I guess it’s just coincidence your suit fits too, Mr. Bond.
“Mr Bond, they have a saying in Chicago: Once is happenstance. Twice is coincidence. The third time it’s enemy action.”
AT&T is reacting to Google’s Austin announcement with the same paranoia that Auric Goldfinger eyed James Bond on their second, not-so-accidental meeting. The Texas capital is now positioned to get gigabit service from both companies.
It’s Google’s second venture into fiber to the home service, which could mean they just want to check results from what is still an experiment in Kansas City.

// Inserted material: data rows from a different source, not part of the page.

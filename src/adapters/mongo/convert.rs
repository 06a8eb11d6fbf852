use mongodb::IndexModel;
use mongodb::bson::{Bson, Document, doc};
use mongodb::error::{Error, ErrorKind};
use mongodb::options::IndexOptions;

use crate::domain::geo::GeoPoint;
use crate::domain::index::{IndexKind, IndexSpec};
use crate::domain::pipeline::{Pipeline, SortKey, Stage, sort_document};
use crate::domain::schema::fields;
use crate::domain::value::as_integer;
use crate::ports::listing_store::CollectionStats;

/// `NamespaceNotFound`
pub(super) const NAMESPACE_NOT_FOUND: i32 = 26;
/// `NamespaceExists`
pub(super) const NAMESPACE_EXISTS: i32 = 48;

pub(super) fn command_code(err: &Error) -> Option<i32> {
    match err.kind.as_ref() {
        ErrorKind::Command(command) => Some(command.code),
        _ => None,
    }
}

pub(super) fn index_model(spec: &IndexSpec) -> IndexModel {
    let mut options = IndexOptions::builder().name(spec.name.clone()).build();
    if spec.is_text() {
        options.default_language = Some("spanish".to_string());
    }
    IndexModel::builder()
        .keys(spec.keys_document())
        .options(options)
        .build()
}

/// Geo and text indexes are best effort; the rest must build.
pub(super) fn is_optional_index(spec: &IndexSpec) -> bool {
    spec.keys
        .iter()
        .any(|(_, kind)| matches!(kind, IndexKind::Sphere2d | IndexKind::Text))
}

/// Sort document with `_id` appended so ties come back in insertion order.
pub(super) fn sort_with_tiebreak(keys: &[SortKey]) -> Option<Document> {
    if keys.is_empty() {
        return None;
    }
    let mut sort = sort_document(keys);
    if !sort.contains_key(fields::ID) {
        sort.insert(fields::ID, 1);
    }
    Some(sort)
}

/// Stages as sent to the server, every `$sort` carrying the `_id` tiebreak.
pub(super) fn pipeline_documents(pipeline: &Pipeline) -> Vec<Document> {
    pipeline
        .stages()
        .iter()
        .map(|stage| match stage {
            Stage::Sort(keys) => sort_with_tiebreak(keys)
                .map_or_else(|| stage.to_document(), |sort| doc! { "$sort": sort }),
            other => other.to_document(),
        })
        .collect()
}

pub(super) fn near_filter(point: GeoPoint, max_distance_m: Option<f64>) -> Document {
    let mut near = doc! { "$geometry": point.to_document() };
    if let Some(max) = max_distance_m {
        near.insert("$maxDistance", max);
    }
    doc! { "location": { "$nearSphere": near } }
}

fn stat(doc: &Document, key: &str) -> u64 {
    doc.get(key)
        .and_then(|v| match v {
            #[allow(clippy::cast_possible_truncation, clippy::cast_sign_loss)]
            Bson::Double(d) if *d >= 0.0 => Some(d.round() as u64),
            other => as_integer(other).and_then(|n| u64::try_from(n).ok()),
        })
        .unwrap_or_default()
}

/// Reads the reply of the `collStats` command.
pub(super) fn stats_from_reply(namespace: &str, reply: &Document) -> CollectionStats {
    CollectionStats {
        namespace: namespace.to_string(),
        count: stat(reply, "count"),
        size_bytes: stat(reply, "size"),
        avg_obj_size_bytes: stat(reply, "avgObjSize"),
        storage_size_bytes: stat(reply, "storageSize"),
        index_count: stat(reply, "nindexes"),
        total_index_size_bytes: stat(reply, "totalIndexSize"),
    }
}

Or they’ve decided it’s time to disrupt the hell out of the telecoms industry.
I’ve been analysing and projecting subscriber ramps for more than twenty years, and I wouldn’t want to test my modeling against Google’s algorithms. It could be the Kansas City take rates alone justify the money invested. But I don’t think so. Not yet.

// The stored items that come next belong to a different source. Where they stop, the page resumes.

impl Group {
    pub fn by(field: impl Into<String>) -> Self {
        Self {
            key: GroupKey::Field(field.into()),
            accumulators: Vec::new(),
        }
    }

    pub fn all() -> Self {
        Self {
            key: GroupKey::Constant(Bson::Null),
            accumulators: Vec::new(),
        }
    }

    #[must_use]
    pub fn reduce(mut self, name: impl Into<String>, reducer: Reducer) -> Self {
        self.accumulators.push((name.into(), reducer));
        self
    }

    fn to_document(&self) -> Document {
        let mut doc = doc! { "_id": self.key.to_bson() };
        for (name, reducer) in &self.accumulators {
            doc.insert(name.clone(), reducer.to_document());
        }
        doc
    }

    fn from_document(spec: &Document) -> Result<Self> {
        let key = spec
            .get("_id")
            .ok_or_else(|| ListingsError::query("$group needs an _id"))?;
        let mut group = Self {
            key: GroupKey::from_bson(key)?,
            accumulators: Vec::new(),
        };
        for (name, value) in spec {
            if name == "_id" {
                continue;
            }
            let Bson::Document(acc) = value else {
                return Err(ListingsError::query(format!(
                    "accumulator '{name}' must be a document, got {}",
                    type_name(value)
                )));
            };
            group
                .accumulators
                .push((name.clone(), Reducer::from_document(name, acc)?));
        }
        Ok(group)
    }

    fn validate(&self) -> Result<()> {
        for (name, _) in &self.accumulators {
            if name.is_empty() || name.contains('.') || name.starts_with('$') {
                return Err(ListingsError::query(format!(
                    "'{name}' is not a valid $group output field"
                )));
            }
        }
        Ok(())
    }
}

#[derive(Debug, Clone, PartialEq)]
pub enum Stage {
    Match(Filter),
    Group(Group),
    Sort(Vec<SortKey>),
    Skip(u64),
    Limit(u64),
    Project(Projection),
}

impl Stage {
    pub fn to_document(&self) -> Document {
        match self {
            Self::Match(filter) => doc! { "$match": filter.to_document() },
            Self::Group(group) => doc! { "$group": group.to_document() },
            Self::Sort(keys) => doc! { "$sort": sort_document(keys) },
            Self::Skip(n) => doc! { "$skip": i64::try_from(*n).unwrap_or(i64::MAX) },
            Self::Limit(n) => doc! { "$limit": i64::try_from(*n).unwrap_or(i64::MAX) },
            Self::Project(projection) => doc! { "$project": projection.to_document() },
        }
    }

    pub fn from_document(stage: &Document) -> Result<Self> {
        let mut entries = stage.iter();
        let (Some((name, spec)), None) = (entries.next(), entries.next()) else {
            return Err(ListingsError::query(
                "a pipeline stage must have exactly one field",
            ));
        };
        match (name.as_str(), spec) {
            ("$match", Bson::Document(d)) => Ok(Self::Match(Filter::from_document(d)?)),
            ("$group", Bson::Document(d)) => Ok(Self::Group(Group::from_document(d)?)),
            ("$sort", Bson::Document(d)) => Ok(Self::Sort(parse_sort(d)?)),
            ("$project", Bson::Document(d)) => Ok(Self::Project(Projection::from_document(d)?)),
            ("$skip", n) => Ok(Self::Skip(non_negative(name, n)?)),
            ("$limit", n) => Ok(Self::Limit(non_negative(name, n)?)),
            ("$match" | "$group" | "$sort" | "$project", other) => Err(ListingsError::query(
                format!("{name} expects a document, got {}", type_name(other)),
            )),
            (other, _) => Err(ListingsError::query(format!(
                "unsupported pipeline stage {other}"
            ))),
        }
    }
}

fn non_negative(stage: &str, value: &Bson) -> Result<u64> {
    let n = match value {
        Bson::Int32(n) => i64::from(*n),
        Bson::Int64(n) => *n,
        #[allow(clippy::cast_possible_truncation)]
        Bson::Double(d) if d.fract() == 0.0 => *d as i64,
        other => {
            return Err(ListingsError::query(format!(
                "{stage} expects an integer, got {}",
                type_name(other)
            )));
        }
    };
    u64::try_from(n).map_err(|_| ListingsError::query(format!("{stage} must be >= 0, got {n}")))
}

#[derive(Debug, Clone, PartialEq, Default)]
pub struct Pipeline {
    stages: Vec<Stage>,
}

impl Pipeline {
    pub fn new() -> Self {
        Self::default()
    }

    #[must_use]
    pub fn stage(mut self, stage: Stage) -> Self {
        self.stages.push(stage);
        self
    }

    #[must_use]
    pub fn filter(self, filter: Filter) -> Self {
        self.stage(Stage::Match(filter))
    }

    #[must_use]
    pub fn group(self, group: Group) -> Self {
        self.stage(Stage::Group(group))
    }

    #[must_use]
    pub fn sort(self, keys: Vec<SortKey>) -> Self {
        self.stage(Stage::Sort(keys))
    }

    #[must_use]
    pub fn skip(self, n: u64) -> Self {
        self.stage(Stage::Skip(n))
    }

    #[must_use]
    pub fn limit(self, n: u64) -> Self {
        self.stage(Stage::Limit(n))
    }

    #[must_use]
    pub fn project(self, projection: Projection) -> Self {
        self.stage(Stage::Project(projection))
    }

    pub fn stages(&self) -> &[Stage] {
        &self.stages
    }

    pub fn validate(&self) -> Result<()> {
        for (i, stage) in self.stages.iter().enumerate() {
            match stage {
                Stage::Match(filter) if i > 0 && filter.uses_text() => {
                    return Err(ListingsError::query(
                        "$text is only allowed in the first $match stage",
                    ));
                }
                Stage::Limit(0) => {
                    return Err(ListingsError::query("$limit must be positive"));
                }
                Stage::Sort(keys) if keys.is_empty() => {
                    return Err(ListingsError::query("$sort needs at least one field"));
                }
                Stage::Group(group) => group.validate()?,
                Stage::Project(projection) => {
                    if projection.is_empty() {
                        return Err(ListingsError::query("$project needs at least one field"));
                    }
                    projection.validate()?;
                }
                _ => {}
            }
        }
        Ok(())
    }

    pub fn to_documents(&self) -> Vec<Document> {
        self.stages.iter().map(Stage::to_document).collect()
    }

    pub fn from_documents(stages: &[Document]) -> Result<Self> {
        let pipeline = Self {
            stages: stages
                .iter()
                .map(Stage::from_document)
                .collect::<Result<_>>()?,
        };
        pipeline.validate()?;
        Ok(pipeline)
    }

    /// Parses a JSON array of stages.
    pub fn from_json(text: &str) -> Result<Self> {
        let Bson::Array(items) = parse_json(text)? else {
            return Err(ListingsError::query("a pipeline must be a JSON array of stages"));
        };
        let stages = items
            .into_iter()
            .map(|item| match item {
                Bson::Document(d) => Ok(d),
                other => Err(ListingsError::query(format!(
                    "pipeline stages must be objects, got {}",
                    type_name(&other)
                ))),
            })
            .collect::<Result<Vec<_>>>()?;
        Self::from_documents(&stages)
    }
}

impl std::fmt::Display for Pipeline {
    fn fmt(&self, f: &mut std::fmt::Formatter<'_>) -> std::fmt::Result {
        let rendered: Vec<String> = self.to_documents().iter().map(ToString::to_string).collect();
        write!(f, "[{}]", rendered.join(", "))
    }
}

Google’s core business would greatly benefit from nationwide FTTH service in the U.S. The more bandwidth that’s available to homes and businesses, the more digital services they can deliver and the more advertising they can sell. Those are high margin businesses that Google dominates. Broadband service, on the other hand, is not.
Goading AT&T (and Verizon and Comcast and the rest) into pulling more residential and small business fiber still has to be Plan A for Google, and judging from AT&T’s response it’s working. There’s no indication that the Kansas City system is delivering a sufficient return on investment – on its own – to support a national roll out.
Today’s announcement, though, means that it might be a makeable business case. AT&T’s “me too” announcement says they think Google’s Plan B – enemy action – is a big step closer.